Une ordonnance adoptée en janvier dont les dispositions entreront en vigueur au plus tard en juillet 2018 précise encore plus clairement la double interdiction d’accorder et de recevoir des “avantages”. Elle reprend de fait un point de la charte : “La personne exerçant une activité d’information par démarchage ou prospection ne doit ni proposer aux professionnels de santé de cadeaux en nature ou en espèces faisant ou non l’objet d’une convention, ni répondre à d’éventuelles sollicitations dans ce domaine”. Exit donc des cabinets médicaux les stylos et autres blocs-notes remis par les visiteurs. “Un des principes de la charte, c’est le zéro cadeau, même de valeur négligeable, rappelle Anne-Sophie Grenouilleau. Il ne sera plus non plus possible de remettre des échantillons de dispositifs médicaux, de produits cosmétiques et de compléments alimentaires, comme c’est déjà le cas pour le médicament.” Des limitations très fortes ont aussi été mises en place sur les invitations à déjeuner qui ne peuvent être qu’impromptues ou les collations offertes dans les hôpitaux.
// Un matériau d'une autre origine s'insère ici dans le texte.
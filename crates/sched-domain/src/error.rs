//! Shared error type used across the scheduling engine's crates.

/// Cross-cutting error type. Individual crates also expose narrower local
/// error enums (e.g. store conflicts, trigger parse errors) where the
/// caller needs to match on a specific variant; this type is for
/// boundaries that only need to report and propagate.
#[derive(thiserror::Error, Debug)]
pub enum Error {
    #[error("IO: {0}")]
    Io(#[from] std::io::Error),

    #[error("JSON: {0}")]
    Json(#[from] serde_json::Error),

    #[error("validation: {0}")]
    Validation(String),

    #[error("not found: {0}")]
    NotFound(String),

    #[error("conflict: {0}")]
    Conflict(String),

    #[error("config: {0}")]
    Config(String),

    #[error("{0}")]
    Other(String),
}

pub type Result<T> = std::result::Result<T, Error>;
#[cfg(test)]
mod tests {
    use super::*;
    use chrono::TimeZone;
    use sched_domain::{idempotency_key, HttpMethod};

    fn target(now: DateTime<Utc>) -> Target {
        Target {
            id: Uuid::new_v4(),
            name: "t1".into(),
            url: "https://example.com/hook".into(),
            method: HttpMethod::Post,
            headers: HashMap::new(),
            body_template: None,
            timeout_seconds: 30,
            created_at: now,
            updated_at: now,
        }
    }

    fn schedule(target_id: Uuid, now: DateTime<Utc>) -> Schedule {
        Schedule {
            id: Uuid::new_v4(),
            name: "s1".into(),
            target_id,
            schedule_type: sched_domain::ScheduleType::Interval,
            interval_seconds: Some(10),
            cron_expression: None,
            start_at: now,
            duration_seconds: None,
            max_runs: None,
            status: ScheduleStatus::Active,
            runs_count: 0,
            next_run_at: None,
            consecutive_failures: 0,
            last_error: None,
            last_error_at: None,
            created_at: now,
            updated_at: now,
        }
    }

    fn run(schedule_id: Uuid, target_id: Uuid, scheduled_at: DateTime<Utc>) -> Run {
        Run {
            id: Uuid::new_v4(),
            schedule_id,
            target_id,
            scheduled_at,
            started_at: None,
            completed_at: None,
            status: RunStatus::Pending,
            idempotency_key: idempotency_key(&schedule_id, scheduled_at),
            attempt_count: 0,
            final_error: None,
        }
    }

    fn tempdir() -> PathBuf {
        let dir = std::env::temp_dir().join(format!("sched-store-test-{}", Uuid::new_v4()));
        dir
    }

    #[tokio::test]
    async fn create_and_get_target() {
        let store = Store::new(tempdir());
        let now = Utc.with_ymd_and_hms(2024, 1, 1, 0, 0, 0).unwrap();
        let t = target(now);
        store.create_target(t.clone()).await.unwrap();
        assert_eq!(store.get_target(&t.id).await.unwrap().name, "t1");
    }

    #[tokio::test]
    async fn duplicate_idempotency_key_is_rejected() {
        let store = Store::new(tempdir());
        let now = Utc.with_ymd_and_hms(2024, 1, 1, 0, 0, 0).unwrap();
        let t = target(now);
        let s = schedule(t.id, now);
        let r1 = run(s.id, t.id, now);
        let mut r2 = run(s.id, t.id, now);
        r2.idempotency_key = r1.idempotency_key.clone();

        store.create_run(r1).await.unwrap();
        let err = store.create_run(r2).await.unwrap_err();
        assert!(matches!(err, StoreError::DuplicateKey(_)), "duplicate firing must be rejected, not double-inserted");
    }

    #[tokio::test]
    async fn single_inflight_count_reflects_non_terminal_runs() {
        let store = Store::new(tempdir());
        let now = Utc.with_ymd_and_hms(2024, 1, 1, 0, 0, 0).unwrap();
        let t = target(now);
        let s = schedule(t.id, now);
        let r = store.create_run(run(s.id, t.id, now)).await.unwrap();

        assert_eq!(store.count_inflight_for_schedule(&s.id).await, 1);

        store.update_run_status(&r.id, RunStatus::Succeeded, None, Some(now), None).await.unwrap();
        assert_eq!(store.count_inflight_for_schedule(&s.id).await, 0);
    }

    #[tokio::test]
    async fn terminal_run_status_is_immutable() {
        let store = Store::new(tempdir());
        let now = Utc.with_ymd_and_hms(2024, 1, 1, 0, 0, 0).unwrap();
        let t = target(now);
        let s = schedule(t.id, now);
        let r = store.create_run(run(s.id, t.id, now)).await.unwrap();

        store.update_run_status(&r.id, RunStatus::Succeeded, None, Some(now), None).await.unwrap();
        let err = store.update_run_status(&r.id, RunStatus::Failed, None, Some(now), None).await.unwrap_err();
        assert!(matches!(err, StoreError::InvalidTransition { .. }));
    }

    #[tokio::test]
    async fn append_attempt_bumps_run_attempt_count() {
        let store = Store::new(tempdir());
        let now = Utc.with_ymd_and_hms(2024, 1, 1, 0, 0, 0).unwrap();
        let t = target(now);
        let s = schedule(t.id, now);
        let r = store.create_run(run(s.id, t.id, now)).await.unwrap();

        let attempt = Attempt {
            id: Uuid::new_v4(),
            run_id: r.id,
            attempt_number: 1,
            request_url: t.url.clone(),
            request_method: "POST".into(),
            request_headers: HashMap::new(),
            request_body: None,
            response_status: Some(200),
            response_headers: HashMap::new(),
            response_body: Some("ok".into()),
            error_class: sched_domain::ErrorClass::None,
            error_message: None,
            duration_ms: 12,
            started_at: now,
            completed_at: now,
        };
        store.append_attempt(attempt).await.unwrap();
        assert_eq!(store.get_run(&r.id).await.unwrap().attempt_count, 1);
    }

    #[tokio::test]
    async fn bulk_fail_in_flight_marks_pending_and_running_only() {
        let store = Store::new(tempdir());
        let now = Utc.with_ymd_and_hms(2024, 1, 1, 0, 0, 0).unwrap();
        let t = target(now);
        let s = schedule(t.id, now);
        let pending = store.create_run(run(s.id, t.id, now)).await.unwrap();
        let mut running_run = run(s.id, t.id, now + chrono::Duration::seconds(10));
        running_run.status = RunStatus::Running;
        let running = store.create_run(running_run).await.unwrap();
        let mut succeeded_run = run(s.id, t.id, now + chrono::Duration::seconds(20));
        succeeded_run.status = RunStatus::Succeeded;
        let succeeded = store.create_run(succeeded_run).await.unwrap();

        let failed = store.bulk_fail_in_flight(now + chrono::Duration::seconds(30)).await;
        assert_eq!(failed.len(), 2);

        assert_eq!(store.get_run(&pending.id).await.unwrap().status, RunStatus::Failed);
        assert_eq!(store.get_run(&running.id).await.unwrap().status, RunStatus::Failed);
        assert_eq!(store.get_run(&succeeded.id).await.unwrap().status, RunStatus::Succeeded);

        // idempotent: second pass changes nothing
        let failed_again = store.bulk_fail_in_flight(now + chrono::Duration::seconds(40)).await;
        assert!(failed_again.is_empty());
    }

    #[tokio::test]
    async fn delete_target_cascades_to_schedules_runs_attempts() {
        let store = Store::new(tempdir());
        let now = Utc.with_ymd_and_hms(2024, 1, 1, 0, 0, 0).unwrap();
        let t = store.create_target(target(now)).await.unwrap();
        let s = store.create_schedule(schedule(t.id, now)).await.unwrap();
        let r = store.create_run(run(s.id, t.id, now)).await.unwrap();
        let attempt = Attempt {
            id: Uuid::new_v4(),
            run_id: r.id,
            attempt_number: 1,
            request_url: t.url.clone(),
            request_method: "POST".into(),
            request_headers: HashMap::new(),
            request_body: None,
            response_status: Some(200),
            response_headers: HashMap::new(),
            response_body: None,
            error_class: sched_domain::ErrorClass::None,
            error_message: None,
            duration_ms: 1,
            started_at: now,
            completed_at: now,
        };
        store.append_attempt(attempt).await.unwrap();

        let summary = store.delete_target_cascade(&t.id).await.unwrap();
        assert_eq!(summary.schedules_removed, 1);
        assert_eq!(summary.runs_removed, 1);
        assert_eq!(summary.attempts_removed, 1);

        assert!(store.get_target(&t.id).await.is_none());
        assert!(store.get_schedule(&s.id).await.is_none());
        assert!(store.get_run(&r.id).await.is_none());
        assert!(store.list_attempts_for_run(&r.id).await.is_empty());
    }

    #[tokio::test]
    async fn list_active_schedules_filters_by_status() {
        let store = Store::new(tempdir());
        let now = Utc.with_ymd_and_hms(2024, 1, 1, 0, 0, 0).unwrap();
        let t = store.create_target(target(now)).await.unwrap();
        let active = store.create_schedule(schedule(t.id, now)).await.unwrap();
        let mut paused_sched = schedule(t.id, now);
        paused_sched.status = ScheduleStatus::Paused;
        store.create_schedule(paused_sched).await.unwrap();

        let actives = store.list_active_schedules().await;
        assert_eq!(actives.len(), 1);
        assert_eq!(actives[0].id, active.id);
    }
}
Dans la continuité de ces travaux, la HAS souhaite désormais analyser l’impact de la promotion sur les prescriptions médicales, sur la base de la littérature internationale. “Je pense que la visite médicale est un élément de l’information du médecin, mais il doit bien sûr toujours l’analyser avec un œil critique”, estime le Dr Jean-Paul Ortiz, président de la CSMF. Cet état des lieux de la HAS est attendu pour la fin de l’année.
Jean-Yves Lecoq, secrétaire général et directeur de la communication et de l’excellence opérationnelle des laboratoires GSK France : Je suis de ceux qui pensent qu’avoir un cadre réglementaire bien défini quand on travaille sur la promotion du médicament est quelque chose de très sain. Tout ce qui contribue à améliorer la déontologie d’une profession est une bonne chose. Chez GSK, nous souscrivons totalement aux principes de cette charte, d’autant que nous étions préparés à cette démarche. Un des changements les plus notables de la charte est l’obligation annuelle d’évaluation de nos collaborateurs visiteurs médicaux. Or nous le faisions déjà.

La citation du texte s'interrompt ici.